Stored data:
//! The instrument window — input polling and frame composition.
//!
//! Owns the minifb window, the main surface, and the reused off-screen
//! ambient surface. Per frame it forwards raw input to the capture's
//! simulation source, then composites: ambient key particles into the
//! off-screen surface, blit, kick layers on top.

use minifb::{Key, KeyRepeat, MouseButton, MouseMode, Window, WindowOptions};
use thiserror::Error;

use kick_pipeline::kick::layers;
use kick_pipeline::particles::key_motif;

use crate::app::AppState;
use crate::canvas::Surface;
use crate::source::{Capture, CaptureState, SimInput};

const BG_COLOR: u32 = 0xFF000000;

/// Number keys driving simulated pinches for fingers 0–3.
const FINGER_KEYS: [Key; 4] = [Key::Key1, Key::Key2, Key::Key3, Key::Key4];

#[derive(Debug, Error)]
pub enum ViewError {
    #[error("failed to open window: {0}")]
    Window(#[from] minifb::Error),
}

/// What the poll step asks the frame loop to do.
#[derive(Clone, Copy, Debug, PartialEq, Eq)]
pub enum PollOutcome {
    Continue,
    Quit,
}

pub struct View {
    window: Window,
    main: Surface,
    /// Reused every frame for the ambient layer.
    ambient: Surface,
    mouse_down: bool,
    finger_keys_down: [bool; 4],
    last_title_state: Option<CaptureState>,
}

impl View {
    pub fn new(width: usize, height: usize) -> Result<Self, ViewError> {
        let mut window = Window::new(
            "pinch kick",
            width,
            height,
            WindowOptions {
                resize: false,
                ..WindowOptions::default()
            },
        )?;
        window.limit_update_rate(Some(std::time::Duration::from_millis(16))); // ~60fps

        Ok(View {
            window,
            main: Surface::new(width, height, BG_COLOR),
            ambient: Surface::new(width, height, BG_COLOR),
            mouse_down: false,
            finger_keys_down: [false; 4],
            last_title_state: None,
        })
    }

    pub fn is_open(&self) -> bool {
        self.window.is_open()
    }

    /// Poll window input, forwarding pinch/cursor events to the capture.
    pub fn poll_input(&mut self, capture: &mut Capture) -> PollOutcome {
        if !self.window.is_open() {
            return PollOutcome::Quit;
        }
        if self.window.is_key_pressed(Key::Q, KeyRepeat::No)
            || self.window.is_key_pressed(Key::Escape, KeyRepeat::No)
        {
            return PollOutcome::Quit;
        }

        // The start/stop "webcam" button stand-in.
        if self.window.is_key_pressed(Key::Space, KeyRepeat::No) {
            capture.toggle();
        }

        if let Some((mx, my)) = self.window.get_mouse_pos(MouseMode::Clamp) {
            capture.send_input(SimInput::CursorMoved {
                x: mx / self.main.width() as f32,
                y: my / self.main.height() as f32,
            });
        }

        // Mouse button drives finger 0; edges only.
        let down = self.window.get_mouse_down(MouseButton::Left);
        if down != self.mouse_down {
            self.mouse_down = down;
            capture.send_input(if down {
                SimInput::PinchDown { finger: 0 }
            } else {
                SimInput::PinchUp { finger: 0 }
            });
        }

        // Number keys drive all four fingers.
        for (finger, &key) in FINGER_KEYS.iter().enumerate() {
            let down = self.window.is_key_down(key);
            if down != self.finger_keys_down[finger] {
                self.finger_keys_down[finger] = down;
                capture.send_input(if down {
                    SimInput::PinchDown { finger }
                } else {
                    SimInput::PinchUp { finger }
                });
            }
        }

        // Title doubles as the capture-state display.
        let state = capture.state();
        if self.last_title_state != Some(state) {
            self.last_title_state = Some(state);
            let title = match state {
                CaptureState::Stopped => "pinch kick — stopped (Space to start)",
                CaptureState::Loading => "pinch kick — loading…",
                CaptureState::Started => "pinch kick — capturing (Space to stop)",
            };
            self.window.set_title(title);
        }

        PollOutcome::Continue
    }

    /// Compose and present one frame.
    pub fn render(&mut self, state: &AppState) {
        compose(&mut self.main, &mut self.ambient, state);
        self.window
            .update_with_buffer(self.main.buf(), self.main.width(), self.main.height())
            .ok();
    }
}

/// Draw one frame into `main`: background, ambient particles via the
/// off-screen surface, then every kick mark's three layers in insertion
/// order. Pure surface math, shared with the tests.
pub fn compose(main: &mut Surface, ambient: &mut Surface, state: &AppState) {
    main.clear(BG_COLOR);

    ambient.clear(state.theme().background);
    for p in state.field().particles() {
        for key in key_motif(p.x, p.y) {
            ambient.fill_rect(key.x, key.y, key.w, key.h, p.color);
        }
    }
    main.blit(ambient, 0, 0);

    for mark in state.kicks().marks() {
        for layer in layers(mark.age) {
            main.fill_square_centered(mark.x, mark.y, layer.side, layer.gray, layer.alpha);
        }
    }
}

// ════════════════════════════════════════════════════════════════════════════
// Tests
// ════════════════════════════════════════════════════════════════════════════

=== Problem to solve ===
Reproduce the records above exactly. Leave nothing out.

=== Final answer ===
//! The instrument window — input polling and frame composition.
//!
//! Owns the minifb window, the main surface, and the reused off-screen
//! ambient surface. Per frame it forwards raw input to the capture's
//! simulation source, then composites: ambient key particles into the
//! off-screen surface, blit, kick layers on top.

use minifb::{Key, KeyRepeat, MouseButton, MouseMode, Window, WindowOptions};
use thiserror::Error;

use kick_pipeline::kick::layers;
use kick_pipeline::particles::key_motif;

use crate::app::AppState;
use crate::canvas::Surface;
use crate::source::{Capture, CaptureState, SimInput};

const BG_COLOR: u32 = 0xFF000000;

/// Number keys driving simulated pinches for fingers 0–3.
const FINGER_KEYS: [Key; 4] = [Key::Key1, Key::Key2, Key::Key3, Key::Key4];

#[derive(Debug, Error)]
pub enum ViewError {
    #[error("failed to open window: {0}")]
    Window(#[from] minifb::Error),
}

/// What the poll step asks the frame loop to do.
#[derive(Clone, Copy, Debug, PartialEq, Eq)]
pub enum PollOutcome {
    Continue,
    Quit,
}

pub struct View {
    window: Window,
    main: Surface,
    /// Reused every frame for the ambient layer.
    ambient: Surface,
    mouse_down: bool,
    finger_keys_down: [bool; 4],
    last_title_state: Option<CaptureState>,
}

impl View {
    pub fn new(width: usize, height: usize) -> Result<Self, ViewError> {
        let mut window = Window::new(
            "pinch kick",
            width,
            height,
            WindowOptions {
                resize: false,
                ..WindowOptions::default()
            },
        )?;
        window.limit_update_rate(Some(std::time::Duration::from_millis(16))); // ~60fps

        Ok(View {
            window,
            main: Surface::new(width, height, BG_COLOR),
            ambient: Surface::new(width, height, BG_COLOR),
            mouse_down: false,
            finger_keys_down: [false; 4],
            last_title_state: None,
        })
    }

    pub fn is_open(&self) -> bool {
        self.window.is_open()
    }

    /// Poll window input, forwarding pinch/cursor events to the capture.
    pub fn poll_input(&mut self, capture: &mut Capture) -> PollOutcome {
        if !self.window.is_open() {
            return PollOutcome::Quit;
        }
        if self.window.is_key_pressed(Key::Q, KeyRepeat::No)
            || self.window.is_key_pressed(Key::Escape, KeyRepeat::No)
        {
            return PollOutcome::Quit;
        }

        // The start/stop "webcam" button stand-in.
        if self.window.is_key_pressed(Key::Space, KeyRepeat::No) {
            capture.toggle();
        }

        if let Some((mx, my)) = self.window.get_mouse_pos(MouseMode::Clamp) {
            capture.send_input(SimInput::CursorMoved {
                x: mx / self.main.width() as f32,
                y: my / self.main.height() as f32,
            });
        }

        // Mouse button drives finger 0; edges only.
        let down = self.window.get_mouse_down(MouseButton::Left);
        if down != self.mouse_down {
            self.mouse_down = down;
            capture.send_input(if down {
                SimInput::PinchDown { finger: 0 }
            } else {
                SimInput::PinchUp { finger: 0 }
            });
        }

        // Number keys drive all four fingers.
        for (finger, &key) in FINGER_KEYS.iter().enumerate() {
            let down = self.window.is_key_down(key);
            if down != self.finger_keys_down[finger] {
                self.finger_keys_down[finger] = down;
                capture.send_input(if down {
                    SimInput::PinchDown { finger }
                } else {
                    SimInput::PinchUp { finger }
                });
            }
        }

        // Title doubles as the capture-state display.
        let state = capture.state();
        if self.last_title_state != Some(state) {
            self.last_title_state = Some(state);
            let title = match state {
                CaptureState::Stopped => "pinch kick — stopped (Space to start)",
                CaptureState::Loading => "pinch kick — loading…",
                CaptureState::Started => "pinch kick — capturing (Space to stop)",
            };
            self.window.set_title(title);
        }

        PollOutcome::Continue
    }

    /// Compose and present one frame.
    pub fn render(&mut self, state: &AppState) {
        compose(&mut self.main, &mut self.ambient, state);
        self.window
            .update_with_buffer(self.main.buf(), self.main.width(), self.main.height())
            .ok();
    }
}

/// Draw one frame into `main`: background, ambient particles via the
/// off-screen surface, then every kick mark's three layers in insertion
/// order. Pure surface math, shared with the tests.
pub fn compose(main: &mut Surface, ambient: &mut Surface, state: &AppState) {
    main.clear(BG_COLOR);

    ambient.clear(state.theme().background);
    for p in state.field().particles() {
        for key in key_motif(p.x, p.y) {
            ambient.fill_rect(key.x, key.y, key.w, key.h, p.color);
        }
    }
    main.blit(ambient, 0, 0);

    for mark in state.kicks().marks() {
        for layer in layers(mark.age) {
            main.fill_square_centered(mark.x, mark.y, layer.side, layer.gray, layer.alpha);
        }
    }
}

// ════════════════════════════════════════════════════════════════════════════
// Tests
// ════════════════════════════════════════════════════════════════════════════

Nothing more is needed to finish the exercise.